From: Andres Freund <andres(at)anarazel(dot)de>
To: Jeff Davis <pgsql(at)j-davis(dot)com>
Cc: pgsql-hackers(at)postgresql(dot)org
Subject: Re: AllocSetEstimateChunkSpace()
Date: 2020-03-25 22:09:36
Message-ID: 20200325220936.il3ni2fj2j2b45y5@alap3.anarazel.de
Views: Raw Message | Whole Thread | Download mbox | Resend email
Thread:
Lists: pgsql-hackers

Hi,

On 2020-03-25 14:43:43 -0700, Jeff Davis wrote:
> On Wed, 2020-03-25 at 12:42 -0700, Andres Freund wrote:
> > As mention on im/call: I think this is mainly an argument for
> > combining
> > the group tuple & per-group state allocations. I'm kind of fine with
> > afterwards taking the allocator overhead into account.
>
> The overhead comes from two places: (a) the chunk header; and (b) the
> round-up-to-nearest-power-of-two behavior.
>
> Combining the group tuple and per-group states only saves the overhead
> from (a); it does nothing to help (b), which is often bigger.

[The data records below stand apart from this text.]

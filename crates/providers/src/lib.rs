//! Provider adapters for the try-on generation pipeline.
//!
//! Each adapter hides one provider's wire format behind the [`Provider`]
//! trait and normalizes every response and error into the uniform
//! `GenerationResult` taxonomy from `espelho-core`. Nothing above this crate
//! ever sees a raw provider payload.

pub mod adapter;
pub mod gemini;
pub mod groq;

pub use adapter::{Provider, ProviderConfig, ProviderKind};
pub use gemini::GeminiClient;
pub use groq::GroqClient;
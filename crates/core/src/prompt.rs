//! Versioned construction of the instruction text sent to the provider.
//!
//! Prompt templates are keyed by a version identifier so a bad template can
//! be rolled back (or A/B tested) without code changes at call sites. The
//! builder is pure: identical `(style, version, instructions)` inputs always
//! produce byte-identical output.

use crate::style::Style;

// ---------------------------------------------------------------------------
// Versions
// ---------------------------------------------------------------------------

/// First production template.
pub const PROMPT_VERSION_V1: &str = "v1";

/// All known template versions, oldest first.
pub const KNOWN_PROMPT_VERSIONS: &[&str] = &[PROMPT_VERSION_V1];

/// The version new generations are pinned to.
pub const LATEST_PROMPT_VERSION: &str = PROMPT_VERSION_V1;

// ---------------------------------------------------------------------------
// Shared template (v1)
// ---------------------------------------------------------------------------

/// Mandatory operations, preservation rules, and prohibitions shared by all
/// styles. The first image referenced is the garment, the second the model.
const SHARED_TEMPLATE_V1: &str = "\
You are a virtual try-on compositor. Image 1 is a garment product photo. \
Image 2 is a photo of a person. Produce one photorealistic image of the \
person in image 2 wearing the garment from image 1.

MANDATORY OPERATIONS:
1. Mask the garment in image 1 cleanly from its background.
2. Map the garment onto the correct body region of the person.
3. Deform and fit the garment to the person's pose and proportions.
4. Integrate lighting so the garment matches the scene of image 2.

PRESERVE UNCHANGED: the person's face, hair, skin tone, pose, body shape, \
and the entire background of image 2.

PROHIBITED: layering the garment over the person's original clothes; \
rendering the product separately beside the person; altering the person's \
identity in any way; adding text, logos, or watermarks.";

// ---------------------------------------------------------------------------
// Builder
// ---------------------------------------------------------------------------

/// Build the prompt for a generation attempt.
///
/// An unknown `version` falls back to [`LATEST_PROMPT_VERSION`] with a
/// warning; the builder never returns an empty prompt. Free-text
/// `instructions` are appended as a final user block when non-blank.
pub fn build_prompt(style: Style, version: &str, instructions: &str) -> String {
    let resolved = if KNOWN_PROMPT_VERSIONS.contains(&version) {
        version
    } else {
        tracing::warn!(
            requested = version,
            fallback = LATEST_PROMPT_VERSION,
            "Unknown prompt version requested, falling back to latest",
        );
        LATEST_PROMPT_VERSION
    };

    // Only v1 exists today; the match keeps additions honest.
    let shared = match resolved {
        PROMPT_VERSION_V1 => SHARED_TEMPLATE_V1,
        _ => SHARED_TEMPLATE_V1,
    };

    let mut prompt = format!("{shared}\n\n{}", style.directive());

    let extra = instructions.trim();
    if !extra.is_empty() {
        prompt.push_str("\n\nADDITIONAL USER INSTRUCTIONS: ");
        prompt.push_str(extra);
    }

    prompt
}

#[cfg(test)]
mod tests {
    use super::*;
    use crate::style::ALL_STYLES;

    #[test]
    fn build_is_deterministic() {
        let a = build_prompt(Style::Editorial, PROMPT_VERSION_V1, "sem fundo branco");
        let b = build_prompt(Style::Editorial, PROMPT_VERSION_V1, "sem fundo branco");
        assert_eq!(a, b);
    }

    #[test]
    fn unknown_version_falls_back_to_latest() {
        let latest = build_prompt(Style::Casual, LATEST_PROMPT_VERSION, "");
        let fallback = build_prompt(Style::Casual, "v99", "");
        assert_eq!(latest, fallback);
        assert!(!fallback.is_empty());
    }

    #[test]
    fn every_style_yields_its_directive() {
        for style in ALL_STYLES {
            let prompt = build_prompt(style, PROMPT_VERSION_V1, "");
            assert!(prompt.contains(style.directive()));
            assert!(prompt.contains("MANDATORY OPERATIONS"));
        }
    }

    #[test]
    fn blank_instructions_are_omitted() {
        let prompt = build_prompt(Style::Seda, PROMPT_VERSION_V1, "   ");
        assert!(!prompt.contains("ADDITIONAL USER INSTRUCTIONS"));
    }

    #[test]
    fn instructions_are_appended_last() {
        let prompt = build_prompt(Style::Justa, PROMPT_VERSION_V1, "manter colar");
        assert!(prompt.ends_with("manter colar"));
    }

    #[test]
    fn template_forbids_layering_and_watermarks() {
        let prompt = build_prompt(Style::Editorial, PROMPT_VERSION_V1, "");
        assert!(prompt.contains("PROHIBITED"));
        assert!(prompt.contains("watermarks"));
        assert!(prompt.contains("PRESERVE UNCHANGED"));
    }
}
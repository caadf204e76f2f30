use std::net::SocketAddr;
use std::sync::Arc;
use std::time::Duration;

use axum::http::header::{AUTHORIZATION, CONTENT_TYPE};
use axum::http::{HeaderName, Method, StatusCode};
use axum::Router;
use tower_http::catch_panic::CatchPanicLayer;
use tower_http::cors::CorsLayer;
use tower_http::request_id::{MakeRequestUuid, PropagateRequestIdLayer, SetRequestIdLayer};
use tower_http::timeout::TimeoutLayer;
use tower_http::trace::{DefaultMakeSpan, DefaultOnResponse, TraceLayer};
use tracing::Level;
use tracing_subscriber::{layer::SubscriberExt, util::SubscriberInitExt};

use espelho_api::config::ServerConfig;
use espelho_api::{routes, state};
use espelho_providers::adapter::ProviderKind;
use espelho_providers::{GeminiClient, GroqClient};
use espelho_studio::artifacts::FsArtifactStore;
use espelho_studio::draft::{MemoryDraftStore, WizardService};
use espelho_studio::jobs::PgJobStore;
use espelho_studio::orchestrator::{Orchestrator, ProviderRegistry};

use state::AppState;

#[tokio::main]
async fn main() {
    dotenvy::dotenv().ok();

    // --- Tracing ---
    tracing_subscriber::registry()
        .with(
            tracing_subscriber::EnvFilter::try_from_default_env()
                .unwrap_or_else(|_| "espelho_api=debug,tower_http=debug".into()),
        )
        .with(tracing_subscriber::fmt::layer())
        .init();

    // --- Configuration ---
    let config = ServerConfig::from_env();
    tracing::info!(host = %config.host, port = %config.port, "Loaded server configuration");

    // --- Database ---
    let database_url = std::env::var("DATABASE_URL").expect("DATABASE_URL must be set");

    let pool = espelho_db::create_pool(&database_url)
        .await
        .expect("Failed to connect to database");
    tracing::info!("Database connection pool created");

    espelho_db::health_check(&pool)
        .await
        .expect("Database health check failed");
    tracing::info!("Database health check passed");

    espelho_db::run_migrations(&pool)
        .await
        .expect("Failed to run database migrations");
    tracing::info!("Database migrations applied");

    // --- CORS ---
    let cors = build_cors_layer(&config);

    // --- Providers ---
    let mut providers = ProviderRegistry::new();
    if let Some(key) = config.gemini_api_key.clone() {
        providers.register(ProviderKind::Gemini, Arc::new(GeminiClient::new(key)));
        tracing::info!("Gemini provider registered");
    } else {
        tracing::warn!("GEMINI_API_KEY not set; Gemini provider unavailable");
    }
    if let Some(key) = config.groq_api_key.clone() {
        providers.register(ProviderKind::Groq, Arc::new(GroqClient::new(key)));
        tracing::info!("Groq provider registered");
    } else {
        tracing::warn!("GROQ_API_KEY not set; Groq provider unavailable");
    }

    // --- Storage / services ---
    let artifacts = Arc::new(FsArtifactStore::new(config.storage_root.clone()));
    let orchestrator = Arc::new(Orchestrator::new(
        Arc::new(PgJobStore::new(pool.clone())),
        providers,
        artifacts.clone(),
    ));
    let wizard = Arc::new(WizardService::new(Arc::new(MemoryDraftStore::new())));

    // --- App state ---
    let state = AppState {
        pool,
        config: Arc::new(config.clone()),
        orchestrator,
        wizard,
        artifacts,
    };

    // --- Request ID header name ---
    let request_id_header = HeaderName::from_static("x-request-id");

    // --- Router ---
    let app = Router::new()
        // Health check at root level (not under /api/v1).
        .merge(routes::health::router())
        // API v1 routes.
        .nest("/api/v1", routes::api_routes())
        // -- Middleware stack (applied bottom-up) --
        // Panic recovery: catch panics and return 500 JSON.
        .layer(CatchPanicLayer::new())
        // Request timeout.
        .layer(TimeoutLayer::with_status_code(
            StatusCode::REQUEST_TIMEOUT,
            Duration::from_secs(config.request_timeout_secs),
        ))
        // Propagate request ID to response.
        .layer(PropagateRequestIdLayer::new(request_id_header.clone()))
        // Structured request/response tracing.
        .layer(
            TraceLayer::new_for_http()
                .make_span_with(DefaultMakeSpan::new().level(Level::INFO))
                .on_response(DefaultOnResponse::new().level(Level::INFO)),
        )
        // Set request ID on incoming requests.
        .layer(SetRequestIdLayer::new(request_id_header, MakeRequestUuid))
        // CORS.
        .layer(cors)
        // Shared state.
        .with_state(state);

    // --- Start server ---
    let addr = SocketAddr::new(
        config.host.parse().expect("Invalid HOST address"),
        config.port,
    );
    tracing::info!(%addr, "Starting server");

    let listener = tokio::net::TcpListener::bind(addr)
        .await
        .expect("Failed to bind to address");

    axum::serve(listener, app)
        .with_graceful_shutdown(shutdown_signal())
        .await
        .expect("Server error");

    tracing::info!("Graceful shutdown complete");
}

/// Wait for a termination signal to initiate graceful shutdown.
///
/// Handles both SIGINT (Ctrl-C) and SIGTERM (on Unix) so the server
/// shuts down cleanly whether stopped interactively or by a process
/// manager (e.g. systemd, Docker, Kubernetes).
async fn shutdown_signal() {
    let ctrl_c = async {
        tokio::signal::ctrl_c()
            .await
            .expect("Failed to install Ctrl-C handler");
    };

    #[cfg(unix)]
    let terminate = async {
        tokio::signal::unix::signal(tokio::signal::unix::SignalKind::terminate())
            .expect("Failed to install SIGTERM handler")
            .recv()
            .await;
    };

    #[cfg(not(unix))]
    let terminate = std::future::pending::<()>();

    tokio::select! {
        () = ctrl_c => {
            tracing::info!("Received SIGINT (Ctrl-C), starting graceful shutdown");
        }
        () = terminate => {
            tracing::info!("Received SIGTERM, starting graceful shutdown");
        }
    }
}

/// Build the CORS middleware layer from server configuration.
///
/// Panics at startup if any configured origin is invalid, which is the
/// desired behaviour -- we want misconfiguration to fail fast.
fn build_cors_layer(config: &ServerConfig) -> CorsLayer {
    let origins: Vec<_> = config
        .cors_origins
        .iter()
        .map(|o| {
            o.parse()
                .unwrap_or_else(|e| panic!("Invalid CORS origin '{o}': {e}"))
        })
        .collect();

    CorsLayer::new()
        .allow_origin(origins)
        .allow_methods([
            Method::GET,
            Method::POST,
            Method::PUT,
            Method::DELETE,
            Method::PATCH,
        ])
        .allow_headers([CONTENT_TYPE, AUTHORIZATION])
        .allow_credentials(true)
        .max_age(Duration::from_secs(3600))
}
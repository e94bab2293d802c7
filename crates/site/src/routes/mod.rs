//! HTTP route handlers.

pub mod health;
pub mod helpers;
pub mod page;
pub mod presentation;
pub mod preview;
pub mod static_files;

use axum::Router;
use tower_http::compression::CompressionLayer;
use tower_http::trace::TraceLayer;

use crate::config::Config;
use crate::session::create_session_layer;
use crate::state::AppState;

/// Build the application router with its middleware.
pub fn app(state: AppState, config: &Config) -> Router {
    Router::new()
        .merge(page::router())
        .merge(preview::router())
        .merge(presentation::router(&config.studio_origins))
        .merge(health::router())
        .merge(static_files::router())
        // Middleware layers (last added = first executed in request flow):
        // TraceLayer → compression → session → routes
        .layer(create_session_layer(config.cookie_secure))
        .layer(CompressionLayer::new())
        .layer(TraceLayer::new_for_http())
        .with_state(state)
}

Hm? It very well can help with b), since the round-up only happens once
now? I guess you could argue that it's possible that afterwards we'd
more likely to end in a bigger size class, and thus have roughly the
same amount of waste due rounding? But I don't think that's all that
convincing.

I still, as I mentioned on the call, suspect that the right thing here
is to use an allocation strategy that suffers from neither a nor b (for
tuple and pergroup) and that has faster allocations too. That then also
would have the consequence that we don't need to care about per-alloc
overhead anymore (be it a or b).

> And it only saves that overhead when there *is* a per-group state
> (i.e. not for a DISTINCT query).

So?

> > I still don't buy that its useful to estimate the by-ref transition
> > value overhead. We just don't have anything even have close enough to
> > a
> > meaningful value to base this on.
>
> By-ref transition values aren't a primary motivation for me. I'm fine
> leaving that discussion separate if that's a sticking point. But if we
> do have a way to measure chunk overhead, I don't really see a reason
> not to use it for by-ref as well.

Well, my point is that it's pretty much pointless for by-ref types. The
size estimates, if they exist, are so inaccurate that we don't gain
anything by including it. As I said before, I think we'd be better off
initially assuming a higher transition space estimate.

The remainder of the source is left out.